Shachtman ran the ‘Danger Room’ national security blog at Wired magazine, before leaving to work for Foreign Policy as executive news editor. He was a fellow at the Brookings Institution’s Center for 21st Century Security and Intelligence, and reported from Afghanistan, Israel, Iraq, and Russia.
Shachtman frequently appears on TV to explain why the Daily Beast ran a particular story, from reprinting the controversial Charlie Hebdo covers to calling Donald Trump a rapist.
Among the Beast’s frequent contributors are neo-conservatives Jamie Kirchick and David Frum, self-proclaimed ‘Russia expert’ Michael Weiss, and President Emeritus of the Council on Foreign Relations Leslie Gelb.
In February 2010, Jack Shafer of Slate.com accused the Daily Beast’s chief investigative reporter Gerald Posner of plagiarizing content from the Miami Herald. Posner resigned so that the Beast’s reputation "should not be tarnished by any controversy swirling around me."
In January 2014, the Daily Beast published an article by Gordon Chang alleging that NSA whistleblower Edward Snowden gave out information to Chinese officials during his stay in Hong Kong. Salon.com’s Natasha Lennard called it a "speculation-drenched hack job... entirely devoid of fact."
"At best, Chang’s account reads as fanciful, at worst, part of an ideological smear campaign against the NSA whistleblower," Lennard wrote.
In July 2015, the Daily Beast ran a story by Tim Mak and Brandy Zadrozny accusing Republican presidential contender Donald Trump of marital rape in 1989, quoting remarks by his former spouse Ivana during their divorce proceedings in 1990.
A January 30, 2015, Daily Beast exclusive claimed that Mitt Romney, the 2012 GOP presidential candidate, would run again in 2016. After it became clear the scoop was entirely wrong and that Romney was not running, the Beast deleted the article and replaced it with a correction, while keeping the original URL.

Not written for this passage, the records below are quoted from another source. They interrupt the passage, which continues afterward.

//! Page render driver: one render session from navigation to published result

use crate::engine::{EngineHost, View};
use crate::params::{Params, MAX_DIMENSION};
use crate::store::ResultStore;
use crate::{encoder, Error, Result};
use image::{imageops, Rgb, RgbImage};
use log::{debug, info, warn};
use std::time::Duration;

/// Script whose value becomes the capture height of a full-page render
const DOCUMENT_HEIGHT_SCRIPT: &str = "document.body ? document.body.offsetHeight : 0";

/// Background for any part of the output the engine frame does not cover
const BACKGROUND: Rgb<u8> = Rgb([255, 255, 255]);

/// Pipeline position of a render session
#[derive(Debug, Clone, Copy, PartialEq, Eq)]
pub enum SessionState {
    Created,
    Loading,
    Delaying,
    Resizing,
    Capturing,
    Encoding,
    Completed,
}

/// Runs render sessions against an engine host and publishes their results.
#[derive(Clone)]
pub struct RenderDriver {
    host: EngineHost,
    store: ResultStore,
}

impl RenderDriver {
    pub fn new(host: EngineHost, store: ResultStore) -> Self {
        Self { host, store }
    }

    pub fn store(&self) -> &ResultStore {
        &self.store
    }

    /// Render `params` and publish the hex-encoded image under `params.id`.
    ///
    /// Only a successfully encoded (possibly empty) image is published. If the
    /// engine fails mid-session or never reports load-completion, nothing is
    /// written for the id. The view is released in every case where the
    /// session ends.
    pub async fn run(&self, params: Params) {
        if let Err(e) = params.validate() {
            warn!("session {}: rejected before opening a view: {}", params.id, e);
            return;
        }
        let view = match self.host.open_view().await {
            Ok(v) => v,
            Err(e) => {
                warn!("session {}: could not open a view: {}", params.id, e);
                return;
            }
        };

        let mut session = RenderSession::new(view, params);
        match session.drive().await {
            Ok(encoded) => {
                let len = encoded.len();
                self.store.set(session.params.id.clone(), hex::encode(encoded));
                session.advance(SessionState::Completed);
                info!(
                    "session {}: published {} bytes of {}",
                    session.params.id, len, session.params.format
                );
            }
            Err(e) => warn!(
                "session {}: ended in {:?} without a result: {}",
                session.params.id, session.state, e
            ),
        }
        session.release().await;
    }
}

/// State for one in-flight request. Owns its view exclusively.
struct RenderSession {
    view: Option<View>,
    params: Params,
    state: SessionState,
}

impl RenderSession {
    fn new(view: View, params: Params) -> Self {
        Self {
            view: Some(view),
            params,
            state: SessionState::Created,
        }
    }

    fn advance(&mut self, next: SessionState) {
        debug!("session {}: {:?} -> {:?}", self.params.id, self.state, next);
        self.state = next;
    }

    fn view(&self) -> Result<&View> {
        self.view
            .as_ref()
            .ok_or_else(|| Error::Engine("view already released".into()))
    }

    /// Walk the pipeline up to the encoded bytes.
    async fn drive(&mut self) -> Result<Vec<u8>> {
        let width = self.params.width;
        let mut height = self.params.height;

        // Height tracks width until capture; the real output height is applied later
        let view = self.view()?;
        view.set_viewport(width, width).await?;
        view.set_zoom(self.params.zoom).await?;
        view.hide_scrollbars().await?;
        let loaded = view.navigate(&self.params.url).await?;
        self.advance(SessionState::Loading);

        let ok = loaded
            .await
            .map_err(|_| Error::Engine("engine dropped the load-completion signal".into()))?;
        if !ok {
            debug!(
                "session {}: engine reported a failed load, capturing what it shows",
                self.params.id
            );
        }

        if self.params.delay > 0 {
            self.advance(SessionState::Delaying);
            tokio::time::sleep(Duration::from_millis(self.params.delay)).await;
        }

        if self.params.full {
            self.advance(SessionState::Resizing);
            height = self.resize_to_content().await?;
        }

        self.advance(SessionState::Capturing);
        let frame = self.view()?.render_frame().await?;
        let bitmap = paint(&frame, width, height);

        self.advance(SessionState::Encoding);
        Ok(self.encode(&bitmap))
    }

    /// Grow the viewport to the whole document and return the height to capture.
    ///
    /// Both the grown viewport and the returned height stay within
    /// `MAX_DIMENSION`; taller documents are cut off at the cap.
    async fn resize_to_content(&self) -> Result<u32> {
        let view = self.view()?;
        let (content_w, content_h) = view.content_size().await?;
        let content_w = clamp_dimension(content_w);
        let content_h = clamp_dimension(content_h);
        view.set_viewport(content_w, content_h).await?;

        // Layout may change after the resize, so re-read the live height
        let measured = view.evaluate(DOCUMENT_HEIGHT_SCRIPT).await?;
        let height = parse_dimension(&measured.value).unwrap_or(0);
        if height == 0 {
            debug!(
                "session {}: document height {:?} unusable, using content height {}",
                self.params.id, measured.value, content_h
            );
            return Ok(content_h);
        }
        if height > MAX_DIMENSION {
            debug!(
                "session {}: document height {} cut to {}",
                self.params.id, height, MAX_DIMENSION
            );
        }
        Ok(clamp_dimension(height))
    }

    /// Any encode failure degrades to an empty result, like an unknown format.
    fn encode(&self, bitmap: &RgbImage) -> Vec<u8> {
        let res = encoder::to_intermediate(bitmap)
            .and_then(|png| encoder::from_intermediate(&png))
            .and_then(|img| encoder::encode(&img, &self.params.format, self.params.quality));
        match res {
            Ok(bytes) => bytes,
            Err(e) => {
                warn!("session {}: {}", self.params.id, e);
                Vec::new()
            }
        }
    }

    async fn release(&mut self) {
        if let Some(view) = self.view.take() {
            if let Err(e) = view.release().await {
                warn!("session {}: failed to release view: {}", self.params.id, e);
            }
        }
    }
}

/// Paint the engine frame at the origin of a `width` x `height` RGB canvas.
///
/// The frame is never scaled: parts outside the canvas are cropped and
/// uncovered canvas keeps the background colour.
pub fn paint(frame: &RgbImage, width: u32, height: u32) -> RgbImage {
    let mut canvas = RgbImage::from_pixel(width, height, BACKGROUND);
    imageops::replace(&mut canvas, frame, 0, 0);
    canvas
}

fn clamp_dimension(v: u32) -> u32 {
    v.clamp(1, MAX_DIMENSION)
}

/// Script values arrive as text; accept integers and JS floats like "812.5".
fn parse_dimension(value: &str) -> Option<u32> {
    let v: f64 = value.trim().trim_matches('"').parse().ok()?;
    if v.is_finite() && v > 0.0 {
        Some(v.round() as u32)
    } else {
        None
    }
}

@davidfolkenflik @thedailybeast Simple: We had what we thought were strong sources saying Romney was in. They were wrong. But it's on us.
— Noah Shachtman (@NoahShachtman) January 30, 2015
In July 2015, the Daily Beast published a piece by Jonathan Alter under the headline, "Ex-Intel Chief: Iran Deal Good for Israel." In the article, Alter cites Ami Ayalon, former head of Israeli security service Shin Bet and ex-chief of the Israeli Navy, whose position he described as: "when it comes to Iran’s nuclear capability, this [deal] is the best option."
According to the Committee for Accuracy in Middle East Reporting in America (CAMERA), however, Ayalon spoke out against the deal, and the Daily Beast refused to correct the headline even when contacted about it. CAMERA quoted Ayalon’s statements to the Jerusalem Post, in which he said "I think the deal is bad," and "not good," even if it is "the best plan currently on the table."
In September 2015, an article published under a pseudonym in the Daily Beast attacked the National Iranian American Council (NIAC), alleging connections with an Iranian family that purportedly stood to make a "fortune" from sanctions relief. While acknowledging a personal acquaintance with a member of the Namazi family, NIAC founder and President Trita Parsi described their involvement in NIAC as "nonexistent." Parsi also dismissed the claims by the Daily Beast that an unpublished paper he had written at the age of 24 was somehow "influential."